Entah berapa lama aku pingsan. Aku mendengar sayup – sayup pintu diketuk. Bel flat sudah lama tak berfungsi, aku sudah mengutakaran ke pemilik rumah, tapi belum diperbaiki. Aku beranjak dari tempat tidur dan membukakan pintu.

Made berdiri tepat di depan pintu, wajahnya diliputi penuh rasa khawatir ia memberondong dengan sejumlah pertanyaan, “Ada apa dengan kamu?”, katanya tak sabar, “Kenapa mata kamu bengkak?, Mas Gandi kamu lagi yang kau pikirkan?”, kata- katanya kesal. Aku tak menjawab dan ngeloyor ke tempat tidurku lagi. Aku membanting diriku ke tempat tidur berukuran 1,5 x2m. Aku menarik selimut berwarna putih bermotifkan bunga – bunga lembut, selimut pemberian Mas Gandiku. Ia sengaja memberikan itu untukku, agar aku selalu yakin bahwa dirinya akan menyelimuti hatiku. Walaupun suhu udara saat itu panas, namun aku suka mengenakannya. Karena hatiku selalu dingin.

Made mengikuti aku di belakang. Ia menempelkan tangannya di dahiku. “kamu demam”, katanya khawatir, ia berlari ke arah laci, Di balik kamarku. Mencari termometer. Ia menyuruhku memasangkan di ketiakku. Aku enggan melakukannya tetapi ia memaksaku.

Aku tak mau ribut dengannya kali ini. Aku melakukan apa yang ia minta. Ia pergi ke dapur yang menyatu dengan Wohnzimmer. Ia menyiapkan sup untukku. Ada beberapa makanan beku di lemari Es. Yang siap diolah. Mudah cara memasaknya. Hanya merebusnya dan dibubuhi merica dan garam, serta seledri yang sudah dikeringkan. Berbeda dengan di Indonesia yang semuanya bisa didapatkan dengan mudah, diulek. Walaupun prosesnya aga lama, namum masih fresh.
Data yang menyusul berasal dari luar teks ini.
//! Model inference via the Gemini `generateContent` API with function calling.

use crate::config::{schema::MODEL_API_KEY_ENV, SqlTalkConfig};
use crate::model::ChatModel;
use crate::tools::ToolSpec;
use crate::types::*;
use anyhow::{bail, Context, Result};
use async_trait::async_trait;
use serde::{Deserialize, Serialize};
use std::time::Duration;
use tracing::{debug, warn};

/// Gemini client for a single configured model.
#[derive(Debug, Clone)]
pub struct GeminiClient {
    base_url: String,
    api_key: String,
    model: String,
    temperature: f32,
    http: reqwest::Client,
}

// -- Gemini request/response types ------------------------------------------

#[derive(Debug, Serialize)]
#[serde(rename_all = "camelCase")]
struct GenerateRequest<'a> {
    contents: Vec<ContentPayload<'a>>,
    #[serde(skip_serializing_if = "Vec::is_empty")]
    tools: Vec<ToolPayload<'a>>,
    generation_config: GenerationConfigPayload,
}

#[derive(Debug, Serialize)]
struct ContentPayload<'a> {
    role: &'static str,
    parts: Vec<PartPayload<'a>>,
}

#[derive(Debug, Default, Serialize)]
#[serde(rename_all = "camelCase")]
struct PartPayload<'a> {
    #[serde(skip_serializing_if = "Option::is_none")]
    text: Option<&'a str>,
    #[serde(skip_serializing_if = "Option::is_none")]
    function_call: Option<FunctionCallPayload<'a>>,
    #[serde(skip_serializing_if = "Option::is_none")]
    function_response: Option<FunctionResponsePayload<'a>>,
}

#[derive(Debug, Serialize)]
struct FunctionCallPayload<'a> {
    name: &'a str,
    args: &'a serde_json::Value,
}

#[derive(Debug, Serialize)]
struct FunctionResponsePayload<'a> {
    name: &'a str,
    response: &'a serde_json::Value,
}

#[derive(Debug, Serialize)]
#[serde(rename_all = "camelCase")]
struct ToolPayload<'a> {
    function_declarations: Vec<FunctionDeclarationPayload<'a>>,
}

#[derive(Debug, Serialize)]
struct FunctionDeclarationPayload<'a> {
    name: &'a str,
    description: &'a str,
    #[serde(skip_serializing_if = "Option::is_none")]
    parameters: Option<&'a serde_json::Value>,
}

#[derive(Debug, Serialize)]
struct GenerationConfigPayload {
    temperature: f32,
}

#[derive(Debug, Deserialize)]
#[serde(rename_all = "camelCase")]
struct GenerateResponse {
    #[serde(default)]
    candidates: Vec<Candidate>,
    usage_metadata: Option<UsagePayload>,
    prompt_feedback: Option<serde_json::Value>,
}

#[derive(Debug, Deserialize)]
#[serde(rename_all = "camelCase")]
struct Candidate {
    content: Option<CandidateContent>,
    finish_reason: Option<String>,
}

#[derive(Debug, Deserialize)]
struct CandidateContent {
    #[serde(default)]
    parts: Vec<ResponsePart>,
}

#[derive(Debug, Deserialize)]
#[serde(rename_all = "camelCase")]
struct ResponsePart {
    text: Option<String>,
    function_call: Option<FunctionCallResponse>,
}

#[derive(Debug, Deserialize)]
struct FunctionCallResponse {
    name: String,
    #[serde(default)]
    args: serde_json::Value,
}

#[derive(Debug, Deserialize)]
#[serde(rename_all = "camelCase")]
struct UsagePayload {
    #[serde(default)]
    prompt_token_count: u32,
    #[serde(default)]
    candidates_token_count: u32,
    #[serde(default)]
    total_token_count: u32,
}

impl GeminiClient {
    /// Create a new Gemini client from the runtime configuration.
    pub fn new(config: &SqlTalkConfig) -> Result<Self> {
        let api_key = config.resolved_model_api_key();
        if api_key.is_empty() {
            bail!(
                "No Gemini API key: set model_api_key in the config or {}",
                MODEL_API_KEY_ENV
            );
        }

        let http = reqwest::Client::builder()
            .timeout(Duration::from_secs(config.request_timeout_secs))
            .build()
            .context("Failed to build Gemini HTTP client")?;

        Ok(Self {
            base_url: config.model_api_url.trim_end_matches('/').to_string(),
            api_key,
            model: config.model.clone(),
            temperature: config.temperature,
            http,
        })
    }
}

#[async_trait]
impl ChatModel for GeminiClient {
    fn name(&self) -> &str {
        &self.model
    }

    async fn generate(&self, conversation: &[Content], tools: &[ToolSpec]) -> Result<ModelResponse> {
        let url = format!("{}/models/{}:generateContent", self.base_url, self.model);
        let request = build_request(conversation, tools, self.temperature);

        debug!(
            "Gemini request to {} ({} messages)",
            self.model,
            conversation.len()
        );

        let resp = self
            .http
            .post(&url)
            .header("x-goog-api-key", &self.api_key)
            .json(&request)
            .send()
            .await
            .context("Gemini request failed")?;

        let status = resp.status();
        if !status.is_success() {
            let body = resp.text().await.unwrap_or_default();
            bail!("Gemini generateContent failed ({}): {}", status, body);
        }

        let body: GenerateResponse = resp.json().await.context("Failed to parse Gemini response")?;
        parse_response(body)
    }
}

fn build_request<'a>(
    conversation: &'a [Content],
    tools: &'a [ToolSpec],
    temperature: f32,
) -> GenerateRequest<'a> {
    let contents = conversation
        .iter()
        .map(|c| ContentPayload {
            // Function responses travel in user-role contents.
            role: match c.role {
                ContentRole::User | ContentRole::Function => "user",
                ContentRole::Model => "model",
            },
            parts: c.parts.iter().map(part_payload).collect(),
        })
        .collect();

    let tools = if tools.is_empty() {
        Vec::new()
    } else {
        vec![ToolPayload {
            function_declarations: tools
                .iter()
                .map(|t| FunctionDeclarationPayload {
                    name: &t.name,
                    description: &t.description,
                    parameters: declared_parameters(&t.parameters),
                })
                .collect(),
        }]
    };

    GenerateRequest {
        contents,
        tools,
        generation_config: GenerationConfigPayload { temperature },
    }
}

fn part_payload(part: &Part) -> PartPayload<'_> {
    match part {
        Part::Text(text) => PartPayload {
            text: Some(text.as_str()),
            ..Default::default()
        },
        Part::FunctionCall { name, args } => PartPayload {
            function_call: Some(FunctionCallPayload {
                name: name.as_str(),
                args,
            }),
            ..Default::default()
        },
        Part::FunctionResponse { name, response } => PartPayload {
            function_response: Some(FunctionResponsePayload {
                name: name.as_str(),
                response,
            }),
            ..Default::default()
        },
    }
}

/// Gemini rejects OBJECT schemas without properties, so omit those entirely.
fn declared_parameters(parameters: &serde_json::Value) -> Option<&serde_json::Value> {
    match parameters.get("properties").and_then(|p| p.as_object()) {
        Some(props) if !props.is_empty() => Some(parameters),
        _ => None,
    }
}

/// Turn the first candidate into an explicit final-text or tool-call reply.
fn parse_response(body: GenerateResponse) -> Result<ModelResponse> {
    let usage = body
        .usage_metadata
        .map(|u| TokenUsage {
            prompt_tokens: u.prompt_token_count,
            candidate_tokens: u.candidates_token_count,
            total_tokens: u.total_token_count,
        })
        .unwrap_or_default();

    let Some(candidate) = body.candidates.into_iter().next() else {
        bail!(
            "Gemini returned no candidates (prompt feedback: {})",
            body.prompt_feedback.unwrap_or_default()
        );
    };
    let finish_reason = candidate.finish_reason.unwrap_or_else(|| "unknown".into());
    let parts = candidate.content.map(|c| c.parts).unwrap_or_default();

    let mut calls = Vec::new();
    let mut text = String::new();
    for part in parts {
        if let Some(call) = part.function_call {
            calls.push(call);
        } else if let Some(t) = part.text {
            text.push_str(&t);
        }
    }

    if let Some(call) = calls.into_iter().next() {
        if !text.trim().is_empty() {
            debug!("Dropping text alongside function call: {}", text);
        }
        let arguments = if call.args.is_null() {
            serde_json::json!({})
        } else {
            call.args
        };
        return Ok(ModelResponse {
            reply: ModelReply::ToolCall(ToolCallRequest {
                name: call.name,
                arguments,
            }),
            usage,
        });
    }

    if text.trim().is_empty() {
        warn!("Gemini reply without text or function call ({})", finish_reason);
        bail!(
            "Gemini reply contained neither text nor a function call (finish reason: {})",
            finish_reason
        );
    }

    Ok(ModelResponse {
        reply: ModelReply::FinalText(text),
        usage,
    })
}

#[cfg(test)]
mod tests {
    use super::*;
    use crate::tools::catalog;
    use serde_json::json;

    fn parse(value: serde_json::Value) -> Result<ModelResponse> {
        parse_response(serde_json::from_value(value).unwrap())
    }

    #[test]
    fn function_call_part_becomes_tool_call() {
        let resp = parse(json!({
            "candidates": [{
                "content": {"role": "model", "parts": [
                    {"functionCall": {"name": "list_tables", "args": {"dataset_id": "p.d"}}}
                ]},
                "finishReason": "STOP"
            }],
            "usageMetadata": {"promptTokenCount": 10, "candidatesTokenCount": 3, "totalTokenCount": 13}
        }))
        .unwrap();

        assert_eq!(
            resp.reply,
            ModelReply::ToolCall(ToolCallRequest {
                name: "list_tables".into(),
                arguments: json!({"dataset_id": "p.d"}),
            })
        );
        assert_eq!(resp.usage.total_tokens, 13);
    }

    #[test]
    fn text_parts_are_joined_into_final_text() {
        let resp = parse(json!({
            "candidates": [{"content": {"parts": [{"text": "There are "}, {"text": "two tables."}]}}]
        }))
        .unwrap();
        assert_eq!(resp.reply, ModelReply::FinalText("There are two tables.".into()));
    }

    #[test]
    fn missing_args_default_to_empty_object() {
        let resp = parse(json!({
            "candidates": [{"content": {"parts": [{"functionCall": {"name": "list_datasets"}}]}}]
        }))
        .unwrap();
        match resp.reply {
            ModelReply::ToolCall(req) => assert_eq!(req.arguments, json!({})),
            other => panic!("expected tool call, got {:?}", other),
        }
    }

    #[test]
    fn empty_reply_is_an_error_not_a_final_answer() {
        let err = parse(json!({
            "candidates": [{"content": {"parts": []}, "finishReason": "SAFETY"}]
        }))
        .unwrap_err();
        assert!(err.to_string().contains("SAFETY"));

        assert!(parse(json!({"candidates": []})).is_err());
    }

    #[test]
    fn request_declares_every_tool_and_omits_empty_parameters() {
        let tools = catalog::tool_definitions();
        let conversation = vec![
            Content::user_text("What tables are there?"),
            Content::model_call(&ToolCallRequest {
                name: "list_datasets".into(),
                arguments: json!({}),
            }),
            Content::function_response(&ToolCallResult {
                name: "list_datasets".into(),
                arguments: json!({}),
                payload: json!("p.d"),
                success: true,
            }),
        ];

        let v = serde_json::to_value(build_request(&conversation, &tools, 0.0)).unwrap();

        let decls = v["tools"][0]["functionDeclarations"].as_array().unwrap();
        assert_eq!(decls.len(), tools.len());
        assert!(decls[0].get("parameters").is_none());
        assert_eq!(decls[1]["parameters"]["required"], json!(["dataset_id"]));

        assert_eq!(v["contents"][1]["role"], "model");
        assert_eq!(v["contents"][1]["parts"][0]["functionCall"]["name"], "list_datasets");
        assert_eq!(v["contents"][2]["role"], "user");
        assert_eq!(
            v["contents"][2]["parts"][0]["functionResponse"]["response"],
            json!({"content": "p.d"})
        );
        assert_eq!(v["generationConfig"]["temperature"], 0.0);
    }

    #[test]
    fn client_requires_api_key() {
        let cfg = SqlTalkConfig {
            model_api_key: String::new(),
            ..Default::default()
        };
        if std::env::var(MODEL_API_KEY_ENV).is_err() {
            assert!(GeminiClient::new(&cfg).is_err());
        }

        let cfg = SqlTalkConfig {
            model_api_key: "test-key".into(),
            ..Default::default()
        };
        assert_eq!(GeminiClient::new(&cfg).unwrap().name(), "gemini-1.5-pro-001");
    }
}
Makanan rata – rata dibekukan di sini, kalaupun ingin yang segar harganya lebih tinggi, atau kita bisa pergi ke Asia – Shop. Tentunya harga lebih tinggi. Aku mengikuti kebiasaan orang – orang di sini. Menyimpan makanan dalam bentuk beku. Sesekali saja membeli makanan yang fresh. Di akhir minggu.

Made membawakan makanan itu ke tempat tidur, “Bangunlah, sekarang kamu makan?”, katanya sembari duduk di seblah tempat tidur.

“Aku tidak lapar”, kataku malas.

“Makanlah, badan kamu butuh energi”, katanya lembut. “Ayolah, Schatzi”, kata – katanya lagi. Memaksa. Tetapi aku tak bergeming. Malas dan tak berselera. Aku diam dalam selimutku. Made menarikku untuk segera duduk. Terpaksa aku duduk. Melawanpun tidak ada gunanya pasti dia akan sangat memaksa. Aku duduk bersandar.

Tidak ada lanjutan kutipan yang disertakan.